Retailers report on Christmas performance
The first three weeks of the month were dominated by recall of stories about retailers. While Next reported poor trading during Christmas and downgraded its profit forecast, M&S reported good fourth quarter growth including the first rise in sales in its troubled clothing division in more than two years. Other retailers including Tesco, Morrisons, Primark, Debenhams, ASOS, Mothercare, JD Sports and Supergroup also reported good trading over the important Christmas period.
Despite strong Christmas trading few retailers are forecasting profit uplifts for 2017. In most cases this is due to concerns about the fall in the value of the pound and uncertainty over Brexit negotiations. At the heart of these concerns is a sense that rising cost of raw materials, production and transportation will drive up the cost of most consumer products. As around 60% of GDP is driven by consumer spending, this is a real cause for concern.
Tesco walks a fine line with its acquisition of Booker Group
The most memorable story of the month is Tesco’s surprise £3.7bn takeover of Booker to form the largest food company in the UK. The acquisition took the market off-guard because the two companies do not appear to be direct competitors. Tesco is a retailer and Booker is a food wholesaler supplying thousands of independent convenience stores including Londis and Budgens as well as 12,000 caterers and 900,000 small businesses and restaurants such as Wagamama and Carluccios.
So, what’s the attraction of this deal which Dave Lewis, Tesco CEO, describes as ‘the next wave for Tesco’? This ‘out of sector’ takeover is essentially a reaction to an increasingly difficult environment for supermarkets in which razor thin margins are being pinched further by competition from discounters and a trend towards more frequent out-of-home eating. First, Bookers opens up Tesco to the £85bn out-of-home market which is growing faster than the in-home market. Second, it almost doubles its already leading share of the convenience store sector, though most of the additions are franchisees. Lewis says he has no plans to change the franchisee model, but has confirmed that Tesco will use them as click-and-collect sites for its online offer. Lastly, the deal matches rivals’ moves to grab business outside of the low margin grocery sector. For example, the main reason that Sainsbury’s acquired Argos, and Morrisons established a wholesale partnership with Amazon Fresh was to snatch a bigger slice of the toys, electricals and online retail market.

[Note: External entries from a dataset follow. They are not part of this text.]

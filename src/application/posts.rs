//! Post feeds, authoring, and the audio narration attachment.

use std::collections::{HashMap, HashSet};
use std::sync::Arc;

use thiserror::Error;
use uuid::Uuid;

use crate::application::repos::{
    CreatePostParams, NewPostView, PostsRepo, RepoError, TagsRepo, UpdatePostParams,
};
use crate::domain::entities::{PostRecord, UserRecord};
use crate::domain::error::DomainError;
use crate::domain::posts::{
    derive_excerpt, normalize_tags, validate_content, validate_title,
};

const FEED_LIMIT: i64 = 20;
const FEATURED_LIMIT: i64 = 6;

#[derive(Debug, Error)]
pub enum PostError {
    #[error("post not found")]
    NotFound,
    #[error("unauthorized")]
    Unauthorized,
    #[error("{0}")]
    Validation(String),
    #[error(transparent)]
    Repo(#[from] RepoError),
}

impl From<DomainError> for PostError {
    fn from(err: DomainError) -> Self {
        match err {
            DomainError::Validation { message } => PostError::Validation(message),
            other => PostError::Validation(other.to_string()),
        }
    }
}

#[derive(Debug, Clone)]
pub struct CreatePostCommand {
    pub title: String,
    pub content: String,
    /// Comma-separated tag list, the shape the composer submits.
    pub tags: Option<String>,
}

#[derive(Debug, Clone)]
pub struct UpdatePostCommand {
    pub id: Uuid,
    pub title: String,
    pub content: String,
}

/// A post assembled for rendering: author, tags, and the viewer's flags.
#[derive(Debug, Clone)]
pub struct PostView {
    pub post: PostRecord,
    pub author: UserRecord,
    pub tags: Vec<String>,
    pub liked_by_current_user: bool,
    pub reposted_by_current_user: bool,
}

#[derive(Clone)]
pub struct PostService {
    posts: Arc<dyn PostsRepo>,
    tags: Arc<dyn TagsRepo>,
}

impl PostService {
    pub fn new(posts: Arc<dyn PostsRepo>, tags: Arc<dyn TagsRepo>) -> Self {
        Self { posts, tags }
    }

    pub async fn latest(&self, viewer: Option<&UserRecord>) -> Result<Vec<PostView>, PostError> {
        let rows = self.posts.list_latest(FEED_LIMIT).await?;
        self.assemble(rows, viewer).await
    }

    pub async fn featured(&self, viewer: Option<&UserRecord>) -> Result<Vec<PostView>, PostError> {
        let rows = self.posts.list_top_liked(FEATURED_LIMIT).await?;
        self.assemble(rows, viewer).await
    }

    pub async fn trending(&self, viewer: Option<&UserRecord>) -> Result<Vec<PostView>, PostError> {
        let rows = self.posts.list_top_liked(FEED_LIMIT).await?;
        self.assemble(rows, viewer).await
    }

    pub async fn following(&self, viewer: &UserRecord) -> Result<Vec<PostView>, PostError> {
        let rows = self.posts.list_following(viewer.id, FEED_LIMIT).await?;
        self.assemble(rows, Some(viewer)).await
    }

    /// Fetch a post for display, recording the view beforehand so the
    /// returned counter already includes it.
    pub async fn show(
        &self,
        id: Uuid,
        viewer: Option<&UserRecord>,
        ip_address: Option<String>,
        user_agent: Option<String>,
    ) -> Result<PostView, PostError> {
        if self.posts.find_by_id(id).await?.is_none() {
            return Err(PostError::NotFound);
        }

        self.posts
            .record_view(NewPostView {
                post_id: id,
                user_id: viewer.map(|user| user.id),
                ip_address,
                user_agent,
            })
            .await?;

        let row = self
            .posts
            .find_with_author(id)
            .await?
            .ok_or(PostError::NotFound)?;
        let mut views = self.assemble(vec![row], viewer).await?;
        Ok(views.remove(0))
    }

    pub async fn create(
        &self,
        author: &UserRecord,
        command: CreatePostCommand,
    ) -> Result<PostView, PostError> {
        let title = command.title.trim().to_string();
        validate_title(&title)?;
        validate_content(&command.content)?;

        let tags = match command.tags.as_deref() {
            Some(raw) => normalize_tags(raw)?,
            None => Vec::new(),
        };

        let post = self
            .posts
            .create_post(CreatePostParams {
                user_id: author.id,
                title,
                excerpt: derive_excerpt(&command.content),
                content: command.content,
                tags: tags.clone(),
            })
            .await?;

        Ok(PostView {
            post,
            author: author.clone(),
            tags,
            liked_by_current_user: false,
            reposted_by_current_user: false,
        })
    }

    pub async fn update(
        &self,
        actor: &UserRecord,
        command: UpdatePostCommand,
    ) -> Result<PostView, PostError> {
        let existing = self.owned_post(actor, command.id).await?;

        let title = command.title.trim().to_string();
        validate_title(&title)?;
        validate_content(&command.content)?;

        let post = self
            .posts
            .update_post(UpdatePostParams {
                id: existing.id,
                title,
                excerpt: derive_excerpt(&command.content),
                content: command.content,
                tags: None,
            })
            .await?;

        let tags = self.tags.names_for_post(post.id).await?;
        Ok(PostView {
            post,
            author: actor.clone(),
            tags,
            liked_by_current_user: false,
            reposted_by_current_user: false,
        })
    }

    pub async fn delete(&self, actor: &UserRecord, id: Uuid) -> Result<(), PostError> {
        let existing = self.owned_post(actor, id).await?;
        self.posts.delete_post(existing.id).await?;
        Ok(())
    }

    /// Point the post at a freshly stored narration. Returns the record and
    /// the previously stored path so the caller can delete the old file.
    pub async fn attach_audio(
        &self,
        actor: &UserRecord,
        id: Uuid,
        audio_path: &str,
    ) -> Result<(PostRecord, Option<String>), PostError> {
        let existing = self.owned_post(actor, id).await?;
        let previous = existing.audio_path.clone();
        let post = self.posts.set_audio(existing.id, Some(audio_path)).await?;
        Ok((post, previous))
    }

    /// Assemble a post for display without recording a view.
    pub async fn fetch(
        &self,
        id: Uuid,
        viewer: Option<&UserRecord>,
    ) -> Result<PostView, PostError> {
        let row = self
            .posts
            .find_with_author(id)
            .await?
            .ok_or(PostError::NotFound)?;
        let mut views = self.assemble(vec![row], viewer).await?;
        Ok(views.remove(0))
    }

    /// Detach the narration; returns the previous stored path so the caller
    /// can delete the file.
    pub async fn detach_audio(
        &self,
        actor: &UserRecord,
        id: Uuid,
    ) -> Result<Option<String>, PostError> {
        let existing = self.owned_post(actor, id).await?;
        let previous = existing.audio_path.clone();
        self.posts.set_audio(existing.id, None).await?;
        Ok(previous)
    }

    async fn owned_post(&self, actor: &UserRecord, id: Uuid) -> Result<PostRecord, PostError> {
        let post = self
            .posts
            .find_by_id(id)
            .await?
            .ok_or(PostError::NotFound)?;
        if post.user_id != actor.id {
            return Err(PostError::Unauthorized);
        }
        Ok(post)
    }

    pub async fn assemble(
        &self,
        rows: Vec<crate::application::repos::PostWithAuthor>,
        viewer: Option<&UserRecord>,
    ) -> Result<Vec<PostView>, PostError> {
        let ids: Vec<Uuid> = rows.iter().map(|row| row.post.id).collect();

        let mut tag_map: HashMap<Uuid, Vec<String>> = HashMap::new();
        for (post_id, name) in self.tags.names_for_posts(&ids).await? {
            tag_map.entry(post_id).or_default().push(name);
        }

        let (liked, reposted) = match viewer {
            Some(user) => {
                let liked: HashSet<Uuid> =
                    self.posts.liked_post_ids(user.id, &ids).await?.into_iter().collect();
                let reposted: HashSet<Uuid> = self
                    .posts
                    .reposted_post_ids(user.id, &ids)
                    .await?
                    .into_iter()
                    .collect();
                (liked, reposted)
            }
            None => (HashSet::new(), HashSet::new()),
        };

        Ok(rows
            .into_iter()
            .map(|row| {
                let tags = tag_map.remove(&row.post.id).unwrap_or_default();
                PostView {
                    liked_by_current_user: liked.contains(&row.post.id),
                    reposted_by_current_user: reposted.contains(&row.post.id),
                    tags,
                    author: row.author,
                    post: row.post,
                }
            })
            .collect())
    }
}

However, the deal is subject to Competitions & Markets Authority (CMA) clearance and could yet be blocked. Someone who knows a thing or two about the retail sector, former CEO of M&S, Lord Rose, thinks that the deal may be in jeopardy. He says that the CMA ‘will be all over this like a rash’, because the deal would give Tesco, already the largest food retailer, more than 27% of the convenience store market.

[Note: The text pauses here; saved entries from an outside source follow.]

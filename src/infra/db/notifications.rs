use async_trait::async_trait;
use time::OffsetDateTime;
use uuid::Uuid;

use crate::application::repos::{
    CreateNotificationParams, NotificationWithActor, NotificationsRepo, RepoError,
};
use crate::domain::entities::{NotificationRecord, UserRecord};
use crate::domain::types::{NotificationAction, NotificationTargetType};

use super::{PostgresRepositories, map_sqlx_error};

const NOTIFICATION_COLUMNS: &str = "id, user_id, actor_id, action, content, target_type, \
     target_id, target_url, read, created_at";

#[derive(sqlx::FromRow)]
struct NotificationRow {
    id: Uuid,
    user_id: Uuid,
    actor_id: Uuid,
    action: NotificationAction,
    content: String,
    target_type: NotificationTargetType,
    target_id: Uuid,
    target_url: Option<String>,
    read: bool,
    created_at: OffsetDateTime,
}

impl From<NotificationRow> for NotificationRecord {
    fn from(row: NotificationRow) -> Self {
        Self {
            id: row.id,
            user_id: row.user_id,
            actor_id: row.actor_id,
            action: row.action,
            content: row.content,
            target_type: row.target_type,
            target_id: row.target_id,
            target_url: row.target_url,
            read: row.read,
            created_at: row.created_at,
        }
    }
}

#[derive(sqlx::FromRow)]
struct NotificationActorRow {
    id: Uuid,
    user_id: Uuid,
    actor_id: Uuid,
    action: NotificationAction,
    content: String,
    target_type: NotificationTargetType,
    target_id: Uuid,
    target_url: Option<String>,
    read: bool,
    created_at: OffsetDateTime,
    actor_email: String,
    actor_hashed_password: String,
    actor_name: String,
    actor_username: String,
    actor_bio: Option<String>,
    actor_avatar_path: Option<String>,
    actor_public_likes: bool,
    actor_created_at: OffsetDateTime,
    actor_updated_at: OffsetDateTime,
}

impl From<NotificationActorRow> for NotificationWithActor {
    fn from(row: NotificationActorRow) -> Self {
        let actor = UserRecord {
            id: row.actor_id,
            email: row.actor_email,
            hashed_password: row.actor_hashed_password,
            name: row.actor_name,
            username: row.actor_username,
            bio: row.actor_bio,
            avatar_path: row.actor_avatar_path,
            public_likes: row.actor_public_likes,
            created_at: row.actor_created_at,
            updated_at: row.actor_updated_at,
        };
        let notification = NotificationRecord {
            id: row.id,
            user_id: row.user_id,
            actor_id: row.actor_id,
            action: row.action,
            content: row.content,
            target_type: row.target_type,
            target_id: row.target_id,
            target_url: row.target_url,
            read: row.read,
            created_at: row.created_at,
        };
        Self {
            notification,
            actor,
        }
    }
}

#[async_trait]
impl NotificationsRepo for PostgresRepositories {
    async fn create_notification(
        &self,
        params: CreateNotificationParams,
    ) -> Result<NotificationRecord, RepoError> {
        let sql = format!(
            "INSERT INTO notifications \
             (user_id, actor_id, action, content, target_type, target_id, target_url) \
             VALUES ($1, $2, $3, $4, $5, $6, $7) \
             RETURNING {NOTIFICATION_COLUMNS}"
        );
        let row = sqlx::query_as::<_, NotificationRow>(&sql)
            .bind(params.user_id)
            .bind(params.actor_id)
            .bind(params.action)
            .bind(&params.content)
            .bind(params.target_type)
            .bind(params.target_id)
            .bind(&params.target_url)
            .fetch_one(self.pool())
            .await
            .map_err(map_sqlx_error)?;

        Ok(NotificationRecord::from(row))
    }

    async fn list_for_user(
        &self,
        user_id: Uuid,
        limit: i64,
    ) -> Result<Vec<NotificationWithActor>, RepoError> {
        let rows = sqlx::query_as::<_, NotificationActorRow>(
            "SELECT n.id, n.user_id, n.actor_id, n.action, n.content, n.target_type, \
                    n.target_id, n.target_url, n.read, n.created_at, \
                    u.email AS actor_email, u.hashed_password AS actor_hashed_password, \
                    u.name AS actor_name, u.username AS actor_username, u.bio AS actor_bio, \
                    u.avatar_path AS actor_avatar_path, u.public_likes AS actor_public_likes, \
                    u.created_at AS actor_created_at, u.updated_at AS actor_updated_at \
             FROM notifications n INNER JOIN users u ON u.id = n.actor_id \
             WHERE n.user_id = $1 \
             ORDER BY n.created_at DESC \
             LIMIT $2",
        )
        .bind(user_id)
        .bind(limit)
        .fetch_all(self.pool())
        .await
        .map_err(map_sqlx_error)?;

        Ok(rows.into_iter().map(NotificationWithActor::from).collect())
    }

    async fn mark_read(&self, id: Uuid, user_id: Uuid) -> Result<bool, RepoError> {
        let result =
            sqlx::query("UPDATE notifications SET read = TRUE WHERE id = $1 AND user_id = $2")
                .bind(id)
                .bind(user_id)
                .execute(self.pool())
                .await
                .map_err(map_sqlx_error)?;

        Ok(result.rows_affected() > 0)
    }

    async fn mark_all_read(&self, user_id: Uuid) -> Result<u64, RepoError> {
        let result = sqlx::query(
            "UPDATE notifications SET read = TRUE WHERE user_id = $1 AND read = FALSE",
        )
        .bind(user_id)
        .execute(self.pool())
        .await
        .map_err(map_sqlx_error)?;

        Ok(result.rows_affected())
    }
}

BT needs to segue from anger to apology over accounting scandal in Italy
BT’s CEO, Gavin Patterson, already had a big ‘to do list’ to keep the company’s reputation above water. He is fighting a losing battle with the regulator to retain control of his Openreach broadband division. Sky continues to up the ante in sports broadcasting making it more and more difficult for BT Sport to remain viable. Further, the pension scheme deficit has widened to nearly £10bn, one of the largest in the UK, and threatens to turn off the dividends tap to investors.

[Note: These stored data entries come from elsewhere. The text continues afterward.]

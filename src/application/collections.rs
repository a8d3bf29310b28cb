//! User-owned collections of posts.

use std::sync::Arc;

use thiserror::Error;
use uuid::Uuid;

use crate::application::posts::{PostService, PostView};
use crate::application::repos::{
    CollectionWithCount, CollectionsRepo, CreateCollectionParams, PostsRepo, RepoError,
    UpdateCollectionParams,
};
use crate::domain::entities::{CollectionRecord, UserRecord};
use crate::domain::error::DomainError;
use crate::domain::users::{COLLECTION_DESCRIPTION_MAX_CHARS, COLLECTION_NAME_MAX_CHARS};

#[derive(Debug, Error)]
pub enum CollectionError {
    #[error("collection not found")]
    NotFound,
    #[error("post not found")]
    PostNotFound,
    #[error("this collection is private")]
    Private,
    #[error("unauthorized")]
    Unauthorized,
    #[error("post is already in this collection")]
    AlreadyPresent,
    #[error("post is not in this collection")]
    NotPresent,
    #[error("{0}")]
    Validation(String),
    #[error(transparent)]
    Repo(#[from] RepoError),
}

impl From<DomainError> for CollectionError {
    fn from(err: DomainError) -> Self {
        match err {
            DomainError::Validation { message } => CollectionError::Validation(message),
            other => CollectionError::Validation(other.to_string()),
        }
    }
}

#[derive(Debug, Clone)]
pub struct UpsertCollectionCommand {
    pub name: String,
    pub description: Option<String>,
    pub is_private: bool,
}

/// A collection opened for display with its member posts assembled.
#[derive(Debug, Clone)]
pub struct CollectionDetail {
    pub record: CollectionRecord,
    pub posts: Vec<PostView>,
}

#[derive(Clone)]
pub struct CollectionService {
    collections: Arc<dyn CollectionsRepo>,
    posts: Arc<dyn PostsRepo>,
    post_service: PostService,
}

impl CollectionService {
    pub fn new(
        collections: Arc<dyn CollectionsRepo>,
        posts: Arc<dyn PostsRepo>,
        post_service: PostService,
    ) -> Self {
        Self {
            collections,
            posts,
            post_service,
        }
    }

    pub async fn list(&self, owner: &UserRecord) -> Result<Vec<CollectionWithCount>, CollectionError> {
        self.collections
            .list_for_user(owner.id)
            .await
            .map_err(CollectionError::from)
    }

    pub async fn create(
        &self,
        owner: &UserRecord,
        command: UpsertCollectionCommand,
    ) -> Result<CollectionRecord, CollectionError> {
        let (name, description) = Self::validate(command.name, command.description)?;
        self.collections
            .create_collection(CreateCollectionParams {
                user_id: owner.id,
                name,
                description,
                is_private: command.is_private,
            })
            .await
            .map_err(CollectionError::from)
    }

    /// Open a collection with its posts. Private collections are visible to
    /// their owner only.
    pub async fn show(
        &self,
        id: Uuid,
        viewer: Option<&UserRecord>,
    ) -> Result<CollectionDetail, CollectionError> {
        let record = self
            .collections
            .find_by_id(id)
            .await?
            .ok_or(CollectionError::NotFound)?;

        if record.is_private && viewer.map(|user| user.id) != Some(record.user_id) {
            return Err(CollectionError::Private);
        }

        let rows = self.collections.posts_for_collection(record.id).await?;
        let posts = self
            .post_service
            .assemble(rows, viewer)
            .await
            .map_err(|err| CollectionError::Validation(err.to_string()))?;

        Ok(CollectionDetail { record, posts })
    }

    pub async fn update(
        &self,
        owner: &UserRecord,
        id: Uuid,
        command: UpsertCollectionCommand,
    ) -> Result<CollectionWithCount, CollectionError> {
        let existing = self.owned(owner, id).await?;
        let (name, description) = Self::validate(command.name, command.description)?;
        let record = self
            .collections
            .update_collection(UpdateCollectionParams {
                id: existing.id,
                name,
                description,
                is_private: command.is_private,
            })
            .await?;
        let posts_count = self.collections.posts_count(record.id).await?;
        Ok(CollectionWithCount {
            record,
            posts_count,
        })
    }

    pub async fn delete(&self, owner: &UserRecord, id: Uuid) -> Result<(), CollectionError> {
        let existing = self.owned(owner, id).await?;
        self.collections.delete_collection(existing.id).await?;
        Ok(())
    }

    pub async fn add_post(
        &self,
        owner: &UserRecord,
        id: Uuid,
        post_id: Uuid,
    ) -> Result<(), CollectionError> {
        let collection = self.owned(owner, id).await?;
        if self.posts.find_by_id(post_id).await?.is_none() {
            return Err(CollectionError::PostNotFound);
        }

        let inserted = self.collections.add_post(collection.id, post_id).await?;
        if inserted {
            Ok(())
        } else {
            Err(CollectionError::AlreadyPresent)
        }
    }

    pub async fn remove_post(
        &self,
        owner: &UserRecord,
        id: Uuid,
        post_id: Uuid,
    ) -> Result<(), CollectionError> {
        let collection = self.owned(owner, id).await?;
        let removed = self.collections.remove_post(collection.id, post_id).await?;
        if removed {
            Ok(())
        } else {
            Err(CollectionError::NotPresent)
        }
    }

    async fn owned(&self, owner: &UserRecord, id: Uuid) -> Result<CollectionRecord, CollectionError> {
        let record = self
            .collections
            .find_by_id(id)
            .await?
            .ok_or(CollectionError::NotFound)?;
        if record.user_id != owner.id {
            return Err(CollectionError::Unauthorized);
        }
        Ok(record)
    }

    fn validate(
        name: String,
        description: Option<String>,
    ) -> Result<(String, Option<String>), CollectionError> {
        let name = name.trim().to_string();
        if name.is_empty() {
            return Err(CollectionError::Validation("name can't be blank".to_string()));
        }
        if name.chars().count() > COLLECTION_NAME_MAX_CHARS {
            return Err(CollectionError::Validation(format!(
                "name is too long (maximum is {COLLECTION_NAME_MAX_CHARS} characters)"
            )));
        }

        let description = description.and_then(|value| {
            let trimmed = value.trim();
            if trimmed.is_empty() {
                None
            } else {
                Some(trimmed.to_string())
            }
        });
        if let Some(description) = description.as_deref()
            && description.chars().count() > COLLECTION_DESCRIPTION_MAX_CHARS
        {
            return Err(CollectionError::Validation(format!(
                "description is too long (maximum is {COLLECTION_DESCRIPTION_MAX_CHARS} characters)"
            )));
        }

        Ok((name, description))
    }
}

#[cfg(test)]
mod tests {
    use super::*;

    #[test]
    fn collection_names_are_bounded() {
        assert!(CollectionService::validate("Favorites".to_string(), None).is_ok());
        assert!(CollectionService::validate("  ".to_string(), None).is_err());
        assert!(CollectionService::validate("n".repeat(101), None).is_err());
    }

    #[test]
    fn blank_descriptions_collapse_to_none() {
        let (_, description) =
            CollectionService::validate("Favorites".to_string(), Some("   ".to_string())).unwrap();
        assert_eq!(description, None);
    }
}
//! Serves stored narration audio and avatars from the upload directory.

use axum::extract::{Path, State};
use axum::http::{StatusCode, header};
use axum::response::{IntoResponse, Response};

use crate::application::error::ErrorReport;

use super::api::state::ApiState;

pub async fn serve_audio(
    State(state): State<ApiState>,
    Path(path): Path<String>,
) -> Response {
    serve(&state, &path).await
}

pub async fn serve_avatar(
    State(state): State<ApiState>,
    Path(path): Path<String>,
) -> Response {
    serve(&state, &path).await
}

async fn serve(state: &ApiState, stored_path: &str) -> Response {
    match state.upload_storage.read(stored_path).await {
        Ok(data) => {
            let content_type = mime_guess::from_path(stored_path)
                .first_or_octet_stream()
                .to_string();
            ([(header::CONTENT_TYPE, content_type)], data).into_response()
        }
        Err(err) => {
            let mut response = StatusCode::NOT_FOUND.into_response();
            ErrorReport::from_message(
                "infra::http::media",
                StatusCode::NOT_FOUND,
                format!("stored media unavailable: {err}"),
            )
            .attach(&mut response);
            response
        }
    }
}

So, the last thing Patterson needed was an accounting scandal in his Global Services division to destroy 20% of BT’s value (£8bn) in one day.
Patterson says, “I am very angry…. The integrity of BT has been challenged…. Our reputation is tarnished. I completely acknowledge we’ve undermined trust in us as a management team. We have to rebuild that.”
He’s started the right way, with a flash of anger followed by ‘heads on sticks’ – six senior Italian managers have resigned and more look set to face criminal charges. This shows that he cares and that the company is not prepared to protect those responsible for misconduct. He also seems ready to do whatever it takes to solve the problem including selling BT’s entire Global Services division, which was hit by a similar accounting blowout less than a decade ago.
However, there is so much more to do to get BT’s reputation back on track. The next step in recovering reputation is segueing from anger to genuine and humble apology. Before BT can get on with the practicalities of rebuilding its business and its reputation, it needs to win the right to do so by seeking atonement from its investors and customers.